[Data for analysis Boundary: Start]

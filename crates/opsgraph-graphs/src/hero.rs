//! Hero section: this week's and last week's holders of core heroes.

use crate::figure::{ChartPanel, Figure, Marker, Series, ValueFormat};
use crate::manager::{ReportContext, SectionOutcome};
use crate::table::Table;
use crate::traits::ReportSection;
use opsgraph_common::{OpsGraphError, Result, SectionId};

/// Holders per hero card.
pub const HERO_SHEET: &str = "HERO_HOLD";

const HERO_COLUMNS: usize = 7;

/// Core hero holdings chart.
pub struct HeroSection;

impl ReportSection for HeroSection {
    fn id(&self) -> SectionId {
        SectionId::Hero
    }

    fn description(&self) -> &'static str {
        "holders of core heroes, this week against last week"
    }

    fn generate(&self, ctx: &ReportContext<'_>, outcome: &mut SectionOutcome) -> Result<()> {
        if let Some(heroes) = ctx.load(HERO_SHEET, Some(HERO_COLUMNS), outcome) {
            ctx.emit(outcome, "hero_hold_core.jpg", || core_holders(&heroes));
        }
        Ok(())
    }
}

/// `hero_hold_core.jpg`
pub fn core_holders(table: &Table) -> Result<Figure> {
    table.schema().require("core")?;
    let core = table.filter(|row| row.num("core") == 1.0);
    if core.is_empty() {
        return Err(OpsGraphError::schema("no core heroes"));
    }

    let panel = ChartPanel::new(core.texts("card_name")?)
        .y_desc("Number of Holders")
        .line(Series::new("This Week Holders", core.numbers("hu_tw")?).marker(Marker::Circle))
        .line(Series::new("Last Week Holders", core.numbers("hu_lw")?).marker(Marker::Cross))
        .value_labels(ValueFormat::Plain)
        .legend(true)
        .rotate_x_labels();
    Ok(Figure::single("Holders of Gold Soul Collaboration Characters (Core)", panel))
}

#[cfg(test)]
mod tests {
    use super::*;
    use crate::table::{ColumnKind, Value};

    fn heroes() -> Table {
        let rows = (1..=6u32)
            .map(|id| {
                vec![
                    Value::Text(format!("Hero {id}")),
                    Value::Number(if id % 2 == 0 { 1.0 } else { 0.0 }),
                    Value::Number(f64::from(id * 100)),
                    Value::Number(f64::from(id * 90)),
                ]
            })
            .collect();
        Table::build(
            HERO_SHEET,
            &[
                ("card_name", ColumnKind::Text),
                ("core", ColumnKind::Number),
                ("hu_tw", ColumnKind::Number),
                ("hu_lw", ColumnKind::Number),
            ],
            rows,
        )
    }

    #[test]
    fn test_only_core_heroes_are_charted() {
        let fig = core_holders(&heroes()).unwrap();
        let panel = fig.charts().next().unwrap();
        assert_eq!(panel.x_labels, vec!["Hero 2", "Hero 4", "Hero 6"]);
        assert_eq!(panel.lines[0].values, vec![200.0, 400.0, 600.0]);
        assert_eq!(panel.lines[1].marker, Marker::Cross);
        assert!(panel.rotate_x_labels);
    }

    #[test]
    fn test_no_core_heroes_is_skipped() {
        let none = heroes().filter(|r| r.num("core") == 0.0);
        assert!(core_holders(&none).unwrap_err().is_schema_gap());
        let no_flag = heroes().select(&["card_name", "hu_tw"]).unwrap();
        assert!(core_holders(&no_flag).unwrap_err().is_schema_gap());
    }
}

[Data for analysis Boundary: End]

* **Task goal**
Give the complete listing a second time, exactly as it reads.

* **The completed task**
filename crates/opsgraph-graphs/src/hero.rs
//! Hero section: this week's and last week's holders of core heroes.

use crate::figure::{ChartPanel, Figure, Marker, Series, ValueFormat};
use crate::manager::{ReportContext, SectionOutcome};
use crate::table::Table;
use crate::traits::ReportSection;
use opsgraph_common::{OpsGraphError, Result, SectionId};

/// Holders per hero card.
pub const HERO_SHEET: &str = "HERO_HOLD";

const HERO_COLUMNS: usize = 7;

/// Core hero holdings chart.
pub struct HeroSection;

impl ReportSection for HeroSection {
    fn id(&self) -> SectionId {
        SectionId::Hero
    }

    fn description(&self) -> &'static str {
        "holders of core heroes, this week against last week"
    }

    fn generate(&self, ctx: &ReportContext<'_>, outcome: &mut SectionOutcome) -> Result<()> {
        if let Some(heroes) = ctx.load(HERO_SHEET, Some(HERO_COLUMNS), outcome) {
            ctx.emit(outcome, "hero_hold_core.jpg", || core_holders(&heroes));
        }
        Ok(())
    }
}

/// `hero_hold_core.jpg`
pub fn core_holders(table: &Table) -> Result<Figure> {
    table.schema().require("core")?;
    let core = table.filter(|row| row.num("core") == 1.0);
    if core.is_empty() {
        return Err(OpsGraphError::schema("no core heroes"));
    }

    let panel = ChartPanel::new(core.texts("card_name")?)
        .y_desc("Number of Holders")
        .line(Series::new("This Week Holders", core.numbers("hu_tw")?).marker(Marker::Circle))
        .line(Series::new("Last Week Holders", core.numbers("hu_lw")?).marker(Marker::Cross))
        .value_labels(ValueFormat::Plain)
        .legend(true)
        .rotate_x_labels();
    Ok(Figure::single("Holders of Gold Soul Collaboration Characters (Core)", panel))
}

#[cfg(test)]
mod tests {
    use super::*;
    use crate::table::{ColumnKind, Value};

    fn heroes() -> Table {
        let rows = (1..=6u32)
            .map(|id| {
                vec![
                    Value::Text(format!("Hero {id}")),
                    Value::Number(if id % 2 == 0 { 1.0 } else { 0.0 }),
                    Value::Number(f64::from(id * 100)),
                    Value::Number(f64::from(id * 90)),
                ]
            })
            .collect();
        Table::build(
            HERO_SHEET,
            &[
                ("card_name", ColumnKind::Text),
                ("core", ColumnKind::Number),
                ("hu_tw", ColumnKind::Number),
                ("hu_lw", ColumnKind::Number),
            ],
            rows,
        )
    }

    #[test]
    fn test_only_core_heroes_are_charted() {
        let fig = core_holders(&heroes()).unwrap();
        let panel = fig.charts().next().unwrap();
        assert_eq!(panel.x_labels, vec!["Hero 2", "Hero 4", "Hero 6"]);
        assert_eq!(panel.lines[0].values, vec![200.0, 400.0, 600.0]);
        assert_eq!(panel.lines[1].marker, Marker::Cross);
        assert!(panel.rotate_x_labels);
    }

    #[test]
    fn test_no_core_heroes_is_skipped() {
        let none = heroes().filter(|r| r.num("core") == 0.0);
        assert!(core_holders(&none).unwrap_err().is_schema_gap());
        let no_flag = heroes().select(&["card_name", "hu_tw"]).unwrap();
        assert!(core_holders(&no_flag).unwrap_err().is_schema_gap());
    }
}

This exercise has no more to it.